Well, your poem, ready for "feedback",
provided a rare opportunity to kick you up from the Cc line into To space
...even if only for a "post". In keeping with hyperzining, I kicked at the
static props of MOAPGers. The lesson isn't in the poetry, but in talking about
everyday things. You said you'd been through many "drafts". So, I stuck a
bracketed "ing" in there, creating "draft[ing]s". Think, and imagine, forward
from...
|
Thinking point: We c'n use all
sorts of sensemes to think with, whether it's a group of jazz
individualists on the raised platform in a club or ...well, a gang of
cartologists impressing the populace with their mapping prowess. Bucky
(Richard Buckminster) Fuller, in the forties, developed a map with no
distortions. A funny looking thing. But you could draw straight lines from
any set of point As to point Bs and no distortion. No perspective drawing.
Books much later than the forties on cartography didn't mention bucky. Not
a footnote. In the late nineties, somebody wrote a book, "Mapping the New
Millennium". Same thing. And he went into all kinds of mappings. If he
wrote his book in this century, he would have included Bucky, but not
Bucky's cartographic invention, which the damne Greeks should
have invented. Anybody with a sense of the globe. He'd have included
Bucky because a couple chemists (I think) working with Carbon-60 called
this basket, a "bucky ball". The substance, buckminsterfullerine. This had
little to do with cartogtraphy.
You know the hassle.
Projecting the globe onto a plane. Finally, the flat sheet was wrapped
around the globe as a kind of tube and we got a huge
Greenland.
What Bucky did was, as
soon as you hear it, obvious. He projected from the globe's surface onto a
closed polyhedron. First he used a cuboctahedron because it was his vector
equilibrium. That was prinred in Fortune Magazine. But soon he
used the obvious choice, the icosahedron. Twenty triangles. As you move
from a triangle's center to its edges, before the distortion becomes
detectable, you're in another triangle moving toward the center. You cut
along some seams and lay out a flat map with no distortion.
Ombidirectional projection. I don't know that Bucky ever called it that,
but he used omnidirectional and omni-other-things in other
context.
Soooo, we c'n think of
our projections into a poem as even more comprehensive omnidirectional
projections. Maybe, forgetting both phonemes and revelemes,
concentrating on the apprehended surfaces, we can speak of our sensmees in
an omnisensorial projection. This is just to shake loose from
habit. As a concept it's only a certificate to hang on the wall that cries
out about added degrees of freedom. We c'n project through all our dozens
of senses as dimensions, degrees of freedom.
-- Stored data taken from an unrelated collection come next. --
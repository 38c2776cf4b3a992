//! Durable run checkpoints.
//!
//! A run is addressed by its run id. The pointer file names the active run;
//! the SQLite snapshot store keeps the latest state and next-phase pointer for
//! every run id it has seen. The pointer is only cleared when a run ends
//! normally, so a crash, stall or Ctrl-C leaves a resumable run behind.

use std::fs;
use std::io::ErrorKind;
use std::path::{Path, PathBuf};
use std::sync::{Arc, Mutex};

use chrono::{DateTime, Utc};
use rusqlite::{Connection, OptionalExtension, params};
use serde::{Deserialize, Serialize};
use tracing::{debug, info, warn};

use super::router::Phase;
use crate::errors::CheckpointError;
use crate::tracking::HuntState;

/// State and routing position captured at a phase boundary.
#[derive(Debug, Clone, PartialEq, Serialize, Deserialize)]
pub struct Snapshot {
    pub state: HuntState,
    /// Phase to run next; `None` once the pipeline has terminated.
    pub next_phase: Option<Phase>,
    pub saved_at: DateTime<Utc>,
}

impl Snapshot {
    pub fn new(state: HuntState, next_phase: Option<Phase>) -> Self {
        Self {
            state,
            next_phase,
            saved_at: Utc::now(),
        }
    }
}

/// Where the project's checkpointed run stands.
#[derive(Debug, Clone, PartialEq, Eq)]
pub enum RunStatus {
    /// No pointer, or a pointer whose snapshot is gone.
    None,
    /// Interrupted run that can be resumed.
    Active { run_id: String },
    /// The run reached termination but its pointer was never cleared.
    Completed { run_id: String },
}

/// How to treat an incomplete run found at startup.
#[derive(Debug, Clone, Copy, PartialEq, Eq, Default)]
pub enum ResumePolicy {
    #[default]
    Ask,
    Always,
    Never,
}

/// The decision taken at startup.
#[derive(Debug, Clone, PartialEq)]
pub enum RunStart {
    Resume { run_id: String, snapshot: Snapshot },
    Fresh { run_id: String },
}

impl RunStart {
    pub fn run_id(&self) -> &str {
        match self {
            Self::Resume { run_id, .. } | Self::Fresh { run_id } => run_id,
        }
    }
}

/// `run-YYYYMMDD-HHMMSS-xxxx`: second resolution plus a random suffix so two
/// starts in the same second never collide.
pub fn generate_run_id() -> String {
    let suffix = uuid::Uuid::new_v4().simple().to_string();
    format!("run-{}-{}", Utc::now().format("%Y%m%d-%H%M%S"), &suffix[..4])
}

pub struct CheckpointDb {
    conn: Connection,
}

impl CheckpointDb {
    pub fn new(path: &Path) -> Result<Self, CheckpointError> {
        let db = Self {
            conn: Connection::open(path)?,
        };
        db.run_migrations()?;
        Ok(db)
    }

    pub fn new_in_memory() -> Result<Self, CheckpointError> {
        let db = Self {
            conn: Connection::open_in_memory()?,
        };
        db.run_migrations()?;
        Ok(db)
    }

    fn run_migrations(&self) -> Result<(), CheckpointError> {
        self.conn.execute_batch(
            "
            CREATE TABLE IF NOT EXISTS checkpoints (
                run_id TEXT PRIMARY KEY,
                next_phase TEXT,
                snapshot TEXT NOT NULL,
                updated_at TEXT NOT NULL
            );
            ",
        )?;
        Ok(())
    }

    pub fn save(&self, run_id: &str, snapshot: &Snapshot) -> Result<(), CheckpointError> {
        let body = serde_json::to_string(snapshot).map_err(|source| CheckpointError::Corrupt {
            run_id: run_id.to_string(),
            source,
        })?;
        self.conn.execute(
            "INSERT INTO checkpoints (run_id, next_phase, snapshot, updated_at)
             VALUES (?1, ?2, ?3, ?4)
             ON CONFLICT(run_id) DO UPDATE SET
                next_phase = excluded.next_phase,
                snapshot = excluded.snapshot,
                updated_at = excluded.updated_at",
            params![
                run_id,
                snapshot.next_phase.map(|p| p.as_str()),
                body,
                snapshot.saved_at.to_rfc3339()
            ],
        )?;
        Ok(())
    }

    pub fn load(&self, run_id: &str) -> Result<Option<Snapshot>, CheckpointError> {
        let body: Option<String> = self
            .conn
            .query_row(
                "SELECT snapshot FROM checkpoints WHERE run_id = ?1",
                params![run_id],
                |row| row.get(0),
            )
            .optional()?;
        body.map(|text| {
            serde_json::from_str(&text).map_err(|source| CheckpointError::Corrupt {
                run_id: run_id.to_string(),
                source,
            })
        })
        .transpose()
    }

    pub fn exists(&self, run_id: &str) -> Result<bool, CheckpointError> {
        let count: i64 = self.conn.query_row(
            "SELECT COUNT(*) FROM checkpoints WHERE run_id = ?1",
            params![run_id],
            |row| row.get(0),
        )?;
        Ok(count > 0)
    }
}

/// Async handle to the snapshot store. SQLite work runs on the blocking pool.
#[derive(Clone)]
pub struct CheckpointHandle {
    inner: Arc<Mutex<CheckpointDb>>,
}

impl CheckpointHandle {
    pub fn new(db: CheckpointDb) -> Self {
        Self {
            inner: Arc::new(Mutex::new(db)),
        }
    }

    pub async fn call<F, R>(&self, f: F) -> Result<R, CheckpointError>
    where
        F: FnOnce(&CheckpointDb) -> Result<R, CheckpointError> + Send + 'static,
        R: Send + 'static,
    {
        let db = self.inner.clone();
        tokio::task::spawn_blocking(move || {
            let guard = db.lock().map_err(|_| CheckpointError::LockPoisoned)?;
            f(&guard)
        })
        .await
        .map_err(|_| CheckpointError::TaskPanicked)?
    }
}

/// Pointer file plus snapshot store for one project.
#[derive(Clone)]
pub struct CheckpointManager {
    pointer_path: PathBuf,
    db: CheckpointHandle,
}

impl CheckpointManager {
    pub fn open(pointer_path: PathBuf, db_path: &Path) -> Result<Self, CheckpointError> {
        Ok(Self::with_db(pointer_path, CheckpointDb::new(db_path)?))
    }

    pub fn with_db(pointer_path: PathBuf, db: CheckpointDb) -> Self {
        Self {
            pointer_path,
            db: CheckpointHandle::new(db),
        }
    }

    pub fn read_pointer(&self) -> Result<Option<String>, CheckpointError> {
        match fs::read_to_string(&self.pointer_path) {
            Ok(text) => {
                let token = text.trim();
                Ok((!token.is_empty()).then(|| token.to_string()))
            }
            Err(e) if e.kind() == ErrorKind::NotFound => Ok(None),
            Err(e) => Err(CheckpointError::Pointer(e)),
        }
    }

    pub fn write_pointer(&self, run_id: &str) -> Result<(), CheckpointError> {
        fs::write(&self.pointer_path, run_id).map_err(CheckpointError::Pointer)
    }

    pub fn clear_pointer(&self) -> Result<(), CheckpointError> {
        match fs::remove_file(&self.pointer_path) {
            Ok(()) => Ok(()),
            Err(e) if e.kind() == ErrorKind::NotFound => Ok(()),
            Err(e) => Err(CheckpointError::Pointer(e)),
        }
    }

    pub async fn save(&self, run_id: &str, snapshot: Snapshot) -> Result<(), CheckpointError> {
        let run_id = run_id.to_string();
        self.db.call(move |db| db.save(&run_id, &snapshot)).await
    }

    pub async fn load(&self, run_id: &str) -> Result<Option<Snapshot>, CheckpointError> {
        let run_id = run_id.to_string();
        self.db.call(move |db| db.load(&run_id)).await
    }

    pub async fn exists(&self, run_id: &str) -> Result<bool, CheckpointError> {
        let run_id = run_id.to_string();
        self.db.call(move |db| db.exists(&run_id)).await
    }

    /// Like [`Self::load`], but a snapshot that no longer deserializes reads
    /// as absent so the caller starts fresh instead of failing.
    async fn load_usable(&self, run_id: &str) -> Result<Option<Snapshot>, CheckpointError> {
        match self.load(run_id).await {
            Err(CheckpointError::Corrupt { run_id, source }) => {
                warn!(run_id = %run_id, error = %source, "Ignoring unreadable checkpoint");
                Ok(None)
            }
            other => other,
        }
    }

    pub async fn status(&self) -> Result<RunStatus, CheckpointError> {
        let Some(run_id) = self.read_pointer()? else {
            return Ok(RunStatus::None);
        };
        Ok(match self.load_usable(&run_id).await? {
            None => RunStatus::None,
            Some(snap) if snap.next_phase.is_none() => RunStatus::Completed { run_id },
            Some(_) => RunStatus::Active { run_id },
        })
    }

    /// Run id of an interrupted run with a usable snapshot, if any.
    pub async fn check_for_incomplete_run(&self) -> Result<Option<String>, CheckpointError> {
        Ok(match self.status().await? {
            RunStatus::Active { run_id } => Some(run_id),
            RunStatus::None | RunStatus::Completed { .. } => None,
        })
    }

    /// Decide between resuming and starting fresh, then persist the chosen
    /// run id as the active pointer. `confirm` is only consulted under
    /// [`ResumePolicy::Ask`] and only when an incomplete run exists.
    pub async fn begin(
        &self,
        policy: ResumePolicy,
        confirm: impl FnOnce(&str) -> bool,
    ) -> Result<RunStart, CheckpointError> {
        let start = match self.check_for_incomplete_run().await? {
            Some(run_id) => {
                let resume = match policy {
                    ResumePolicy::Always => true,
                    ResumePolicy::Never => false,
                    ResumePolicy::Ask => confirm(&run_id),
                };
                match (resume, self.load_usable(&run_id).await?) {
                    (true, Some(snapshot)) => {
                        info!(run_id = %run_id, "Resuming run");
                        RunStart::Resume { run_id, snapshot }
                    }
                    _ => RunStart::Fresh {
                        run_id: generate_run_id(),
                    },
                }
            }
            None => RunStart::Fresh {
                run_id: generate_run_id(),
            },
        };
        if let RunStart::Fresh { run_id } = &start {
            info!(run_id = %run_id, "Starting fresh run");
        }
        self.write_pointer(start.run_id())?;
        debug!(pointer = %self.pointer_path.display(), "Run pointer written");
        Ok(start)
    }
}

#[cfg(test)]
mod tests {
    use super::*;
    use crate::tracking::{Severity, StateUpdate, WorkItem, WorkItemId};
    use anyhow::Result;
    use tempfile::tempdir;

    fn manager(dir: &Path) -> CheckpointManager {
        CheckpointManager::with_db(
            dir.join("current_run.txt"),
            CheckpointDb::new_in_memory().unwrap(),
        )
    }

    fn sample_state() -> HuntState {
        let mut state = HuntState::default();
        state.apply(
            StateUpdate::message("Found 1 bug")
                .with_item(WorkItem::new(
                    WorkItemId::new("BUG", 1),
                    "race in cache",
                    Severity::High,
                    vec!["cache.rs".into()],
                ))
                .with_queue(vec!["b.go".into()]),
        );
        state
    }

    #[test]
    fn test_generate_run_id_format() {
        let id = generate_run_id();
        let re = regex::Regex::new(r"^run-\d{8}-\d{6}-[0-9a-f]{4}$").unwrap();
        assert!(re.is_match(&id), "unexpected run id {id}");
        assert_ne!(generate_run_id(), generate_run_id());
    }

    #[test]
    fn test_db_save_load_exists() -> Result<()> {
        let db = CheckpointDb::new_in_memory()?;
        assert!(!db.exists("run-a")?);
        assert_eq!(db.load("run-a")?, None);

        let snap = Snapshot::new(sample_state(), Some(Phase::Classify));
        db.save("run-a", &snap)?;
        assert!(db.exists("run-a")?);
        assert_eq!(db.load("run-a")?, Some(snap));

        let later = Snapshot::new(HuntState::default(), None);
        db.save("run-a", &later)?;
        assert_eq!(db.load("run-a")?, Some(later));
        Ok(())
    }

    #[tokio::test]
    async fn test_resume_returns_identical_state() -> Result<()> {
        let dir = tempdir()?;
        let db_path = dir.path().join("checkpoints.db");
        let snap = Snapshot::new(sample_state(), Some(Phase::Scout));
        {
            let mgr = CheckpointManager::open(dir.path().join("current_run.txt"), &db_path)?;
            mgr.write_pointer("run-R")?;
            mgr.save("run-R", snap.clone()).await?;
        }

        let mgr = CheckpointManager::open(dir.path().join("current_run.txt"), &db_path)?;
        let start = mgr.begin(ResumePolicy::Always, |_| false).await?;
        match start {
            RunStart::Resume { run_id, snapshot } => {
                assert_eq!(run_id, "run-R");
                assert_eq!(snapshot, snap);
            }
            other => panic!("expected resume, got {other:?}"),
        }
        Ok(())
    }

    #[tokio::test]
    async fn test_pointer_without_snapshot_starts_fresh_without_prompt() -> Result<()> {
        let dir = tempdir()?;
        let mgr = manager(dir.path());
        mgr.write_pointer("run-20240101-000000")?;

        assert_eq!(mgr.check_for_incomplete_run().await?, None);
        let start = mgr
            .begin(ResumePolicy::Ask, |_| panic!("must not prompt"))
            .await?;
        assert!(matches!(start, RunStart::Fresh { .. }));
        assert_ne!(start.run_id(), "run-20240101-000000");
        assert_eq!(mgr.read_pointer()?.as_deref(), Some(start.run_id()));
        Ok(())
    }

    #[tokio::test]
    async fn test_unreadable_snapshot_starts_fresh_without_prompt() -> Result<()> {
        let dir = tempdir()?;
        let db = CheckpointDb::new_in_memory()?;
        db.conn.execute(
            "INSERT INTO checkpoints (run_id, next_phase, snapshot, updated_at)
             VALUES ('run-x', 'scout', '{\"bogus\":1}', 'now')",
            [],
        )?;
        let mgr = CheckpointManager::with_db(dir.path().join("current_run.txt"), db);
        mgr.write_pointer("run-x")?;

        assert_eq!(mgr.status().await?, RunStatus::None);
        let start = mgr
            .begin(ResumePolicy::Ask, |_| panic!("must not prompt"))
            .await?;
        assert!(matches!(start, RunStart::Fresh { .. }));
        assert_ne!(start.run_id(), "run-x");
        assert_eq!(mgr.read_pointer()?.as_deref(), Some(start.run_id()));
        Ok(())
    }

    #[tokio::test]
    async fn test_declined_resume_starts_fresh() -> Result<()> {
        let dir = tempdir()?;
        let mgr = manager(dir.path());
        mgr.write_pointer("run-old")?;
        mgr.save("run-old", Snapshot::new(sample_state(), Some(Phase::Classify)))
            .await?;

        let mut asked = None;
        let start = mgr
            .begin(ResumePolicy::Ask, |id| {
                asked = Some(id.to_string());
                false
            })
            .await?;
        assert_eq!(asked.as_deref(), Some("run-old"));
        assert!(matches!(start, RunStart::Fresh { .. }));
        Ok(())
    }

    #[tokio::test]
    async fn test_status_transitions() -> Result<()> {
        let dir = tempdir()?;
        let mgr = manager(dir.path());
        assert_eq!(mgr.status().await?, RunStatus::None);

        mgr.write_pointer("run-x")?;
        mgr.save("run-x", Snapshot::new(HuntState::default(), Some(Phase::Scout)))
            .await?;
        assert_eq!(
            mgr.status().await?,
            RunStatus::Active {
                run_id: "run-x".into()
            }
        );

        mgr.save("run-x", Snapshot::new(HuntState::default(), None))
            .await?;
        assert!(matches!(mgr.status().await?, RunStatus::Completed { .. }));

        mgr.clear_pointer()?;
        mgr.clear_pointer()?;
        assert_eq!(mgr.status().await?, RunStatus::None);
        Ok(())
    }
}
We c'n switch senses turning
our images into sensemes and changing the "angle of
perception".
In the letter (to Judy)
in which I embed this thinking point, I demostrate what I'm suggesting
here, but in the jazz playing metaphor. This is only another way to
think, and imagine, about
it. |
...saying draftings instead of
drafts. Drafts are, imagined, a sheaf of pages or screens with written
down poems on them. But, draftings are a sheaf of video clips. You've
seen on TV, programs like Entertainment Tonight, where a scene is on a thin TV
screen, and then that screen will angle and move off, the scene still visible in
it. And you may have a sheaf of these.... So, now that we're musicians, or
muse...icians, maybe, playing our instruments, you don't just have these pieces
of sheet music, these written poems, but you have the notated and evoked
draftings.... You don't have to just look at what you wrote, but you can, play
it again from the written down, and infusing it with recalled and remembered
prior playing.
Will many go from that "draft[ing]s" to such
imaginings, such sense of drafts as playings, "arrangements"? Unlikely. It's a
shaman's power object lying by the roadside, maybe among the barbed
thistles....
True, I tossed in a textual suggestion and
played a bit of mystery (with the right hand). You had "high // in Berkeley
hills" at the beginning and at the end. I c'n hear that musically. It's what I
played with up in my comment. But your title, "Berkeley hills" is locator
enough. Drop from there into "thistles". Your poem as I saw it cascaded down the
left margin, like the eucalyptus smell cascading down the hillside. Later, I saw
that other commenters had seen a print of it played pretty wild, like the
tangled brush, maybe, and the long sights. Doesn't matter. Doesn't matter
where "thistles" is, relative to the margin, as a first word. You don't
have to move anything cutting out that little framing shot or epigraph.... So, I
wasn't fiddling with "formatting"....
My lightly played mystery, I just said, "I
sense your etchings". Key word is sense. I saw later that Dean, I
think, called you on "blood red". Didn't need "blood" he said. Actually, you
don't need "blood red", "blood", or "red" for decription. But maybe you do,
maybe you don't, for your poem. All sorts of things. If a sunset was coming in
later, you might want that color, tattoo'd, as a forevision of the sunset. Or
you just might want, like a wild little horn thing, the forced close, close-up.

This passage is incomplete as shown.